Writes - Amazon Timestream

Writes

  • Ensure that the timestamp of the incoming data is not earlier than data retention configured for the memory store and no later than the future ingestion period defined in Quotas. Sending data with a timestamp outside these bounds will result in the data being rejected by Timestream for LiveAnalytics unless you enable magnetic store writes for your table. If you enable magnetic store writes, ensure that the timestamp for incoming data is not earlier than data retention configured for the magnetic store.

  • If you expect late arriving data, turn on magnetic store writes for your table. This will allow ingestion for data with timestamps that fall outside your memory store retention period but still within your magnetic store retention period. You can set this by updating the EnableMagneticStoreWrites flag in the MagneticStoreWritesProperties for your table. This property is false by default. Note that writes to the magnetic store will not be immediately available to query. They will be available within 6 hours.

  • Target high throughput workloads to the memory store by ensuring the timestamps of the ingested data fall within the memory store retention bounds. Writes to the magnetic store are limited to a max number of active magnetic store partitions that can receive concurrent ingestion for a database. You can see this ActiveMagneticStorePartitions metric in CloudWatch. To reduce active magnetic store partitions, aim to reduce the number of series and duration of time you ingest into concurrently for magnetic store ingestion.

  • While sending data to Timestream for LiveAnalytics, batch multiple records in a single request to optimize data ingestion performance.

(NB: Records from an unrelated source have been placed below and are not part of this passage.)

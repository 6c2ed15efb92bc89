//! Linear expression types for model building.
//!
//! - `core`:       LinearExpr: weighted sum of variables
//! - `constraint`: ComparisonSense for linear relations
//! - `error`:      Expression construction errors

pub mod constraint;
pub mod core;
pub mod error;

pub use constraint::ComparisonSense;
pub use core::LinearExpr;
pub use error::LinearExprError;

    • It is beneficial to batch together records from the same time series and records with the same measure name.

    • Batch as many records as possible in a single request as long as the requests are within the service limits defined in Quotas.

    • Use common attributes where possible to reduce data transfer and ingestion costs. For more information, see WriteRecords API.

  • If you encounter partial client-side failures while writing data to Timestream for LiveAnalytics, you can resend the batch of records that failed ingestion after you've addressed the rejection cause.

  • Data ordered by timestamps has better write performance.

  • Amazon Timestream for LiveAnalytics is designed to automatically scale to the needs of your application. When Timestream for LiveAnalytics notices spikes in write requests from your application, your application may experience some level of initial memory store throttling. If your application experiences memory store throttling, continue sending data to Timestream for LiveAnalytics at the same (or increased) rate to enable Timestream for LiveAnalytics to automatically scale to satisfy the needs of your application. If you see magnetic store throttling, you should decrease your rate of magnetic store ingestion until your number of ActiveMagneticStorePartitions falls.